WHAT THIS TASK INVOLVES -> Please count how many lines of the data include the word "frame". Give only that number in reply.

[Start of Attachment]

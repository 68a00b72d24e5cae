//! Input device discovery and the backend seam.
//!
//! The backend is a trait so the capture session and device list can be driven
//! by a scripted host in tests; `CpalBackend` is the real one.

use super::tap::SampleTap;
use crate::error::AudioError;

/// An input device as reported by the host
#[derive(Debug, Clone, PartialEq, Eq)]
pub struct InputDevice {
    pub id: String,
    pub label: String,
}

/// A live capture. Dropping it stops the stream and releases the device.
pub trait CaptureStream {
    /// Name of the device actually opened
    fn device_name(&self) -> &str;
}

/// Host audio API.
///
/// `open_capture` may block; it is only ever called from an acquisition worker.
pub trait AudioBackend: Send + Sync + 'static {
    fn input_devices(&self) -> Result<Vec<InputDevice>, AudioError>;

    /// Open `device_id` (or the host default for `None`) and stream mono samples
    /// into `tap` until the returned handle is dropped.
    fn open_capture(
        &self,
        device_id: Option<&str>,
        tap: SampleTap,
    ) -> Result<Box<dyn CaptureStream>, AudioError>;
}

/// Label of the leading "use the default device" entry
pub const DEFAULT_DEVICE_LABEL: &str = "Select Microphone...";

/// One selectable entry. An empty `id` means the host default device.
#[derive(Debug, Clone, PartialEq, Eq)]
pub struct DeviceOption {
    pub id: String,
    pub label: String,
}

impl DeviceOption {
    pub fn default_device() -> Self {
        Self {
            id: String::new(),
            label: DEFAULT_DEVICE_LABEL.to_string(),
        }
    }

    /// Device id to open, `None` for the host default
    pub fn device_id(&self) -> Option<&str> {
        (!self.id.is_empty()).then_some(self.id.as_str())
    }
}

impl From<InputDevice> for DeviceOption {
    fn from(device: InputDevice) -> Self {
        let label = if device.label.is_empty() {
            let prefix: String = device.id.chars().take(5).collect();
            format!("Microphone {}", prefix)
        } else {
            device.label
        };
        Self {
            id: device.id,
            label,
        }
    }
}

/// Selectable device list: default placeholder first, then host inputs in host
/// order.
#[derive(Debug, Clone, PartialEq, Eq)]
pub struct DeviceList {
    options: Vec<DeviceOption>,
    selected: usize,
}

impl Default for DeviceList {
    fn default() -> Self {
        Self {
            options: vec![DeviceOption::default_device()],
            selected: 0,
        }
    }
}

impl DeviceList {
    /// Query the host once. On failure the list keeps only the placeholder.
    pub fn query(backend: &dyn AudioBackend) -> Result<Self, AudioError> {
        let devices = backend.input_devices()?;
        log::info!(
            "Found microphones: {:?}",
            devices.iter().map(|d| d.label.as_str()).collect::<Vec<_>>()
        );

        let mut list = Self::default();
        list.options.extend(devices.into_iter().map(DeviceOption::from));
        Ok(list)
    }

    pub fn options(&self) -> &[DeviceOption] {
        &self.options
    }

    pub fn selected(&self) -> &DeviceOption {
        &self.options[self.selected]
    }

    /// Select by id or label. Returns false if nothing matches.
    pub fn select(&mut self, name: &str) -> bool {
        match self
            .options
            .iter()
            .position(|o| !o.id.is_empty() && (o.id == name || o.label == name))
        {
            Some(index) => {
                self.selected = index;
                true
            }
            None => false,
        }
    }

    /// Advance to the next entry, wrapping to the placeholder.
    pub fn cycle(&mut self) -> &DeviceOption {
        self.selected = (self.selected + 1) % self.options.len();
        self.selected()
    }
}
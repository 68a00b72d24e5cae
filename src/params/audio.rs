//! Audio analysis configuration.

use crate::error::ConfigError;

/// Spectrum analyser configuration
#[derive(Debug, Clone)]
pub struct AnalyserConfig {
    /// FFT window size (must be power of 2). Yields fft_size / 2 frequency bins.
    pub fft_size: usize,

    /// Per-bin averaging with the previous read, 0 = none (dimensionless, [0, 1))
    pub smoothing_time_constant: f32,

    /// Magnitude mapped to byte 0 (dBFS)
    pub min_decibels: f32,

    /// Magnitude mapped to byte 255 (dBFS)
    pub max_decibels: f32,

    /// Samples retained by the capture tap (multiple of fft_size keeps headroom
    /// for a slow frame)
    pub tap_capacity: usize,
}

impl Default for AnalyserConfig {
    fn default() -> Self {
        Self {
            fft_size: 256, // 128 bins
            smoothing_time_constant: 0.3,
            min_decibels: -100.0,
            max_decibels: -30.0,
            tap_capacity: 4096,
        }
    }
}

impl AnalyserConfig {
    /// Number of frequency bins produced per read
    pub fn bin_count(&self) -> usize {
        self.fft_size / 2
    }

    /// Validate configuration (FFT size must be power of 2, etc.)
    pub fn validate(&self) -> Result<(), ConfigError> {
        if !self.fft_size.is_power_of_two() || self.fft_size < 32 {
            return Err(ConfigError::new(
                "analyser",
                format!("FFT size must be a power of 2 >= 32, got {}", self.fft_size),
            ));
        }
        if !(0.0..1.0).contains(&self.smoothing_time_constant) {
            return Err(ConfigError::new(
                "analyser",
                format!(
                    "smoothing time constant must be in [0, 1), got {}",
                    self.smoothing_time_constant
                ),
            ));
        }
        if self.min_decibels >= self.max_decibels {
            return Err(ConfigError::new(
                "analyser",
                format!(
                    "min decibels ({}) must be below max decibels ({})",
                    self.min_decibels, self.max_decibels
                ),
            ));
        }
        if self.tap_capacity < self.fft_size {
            return Err(ConfigError::new(
                "analyser",
                "tap capacity must hold at least one FFT window",
            ));
        }
        Ok(())
    }
}

/// Low-band level extraction and smoothing
#[derive(Debug, Clone)]
pub struct LevelConfig {
    /// Number of lowest frequency bins averaged into the level
    /// 20 bins @ 256-point FFT, 48 kHz ≈ 0-3.7 kHz
    pub band_bins: usize,

    /// Weight of the new sample per frame (single-pole low-pass, (0, 1])
    pub smoothing: f32,
}

impl Default for LevelConfig {
    fn default() -> Self {
        Self {
            band_bins: 20,
            smoothing: 0.2,
        }
    }
}

impl LevelConfig {
    pub fn validate(&self) -> Result<(), ConfigError> {
        if self.band_bins == 0 {
            return Err(ConfigError::new("level", "band must cover at least one bin"));
        }
        if !(self.smoothing > 0.0 && self.smoothing <= 1.0) {
            return Err(ConfigError::new(
                "level",
                format!("smoothing must be in (0, 1], got {}", self.smoothing),
            ));
        }
        Ok(())
    }
}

[End of Attachment]

ANSWER SECTION -> 2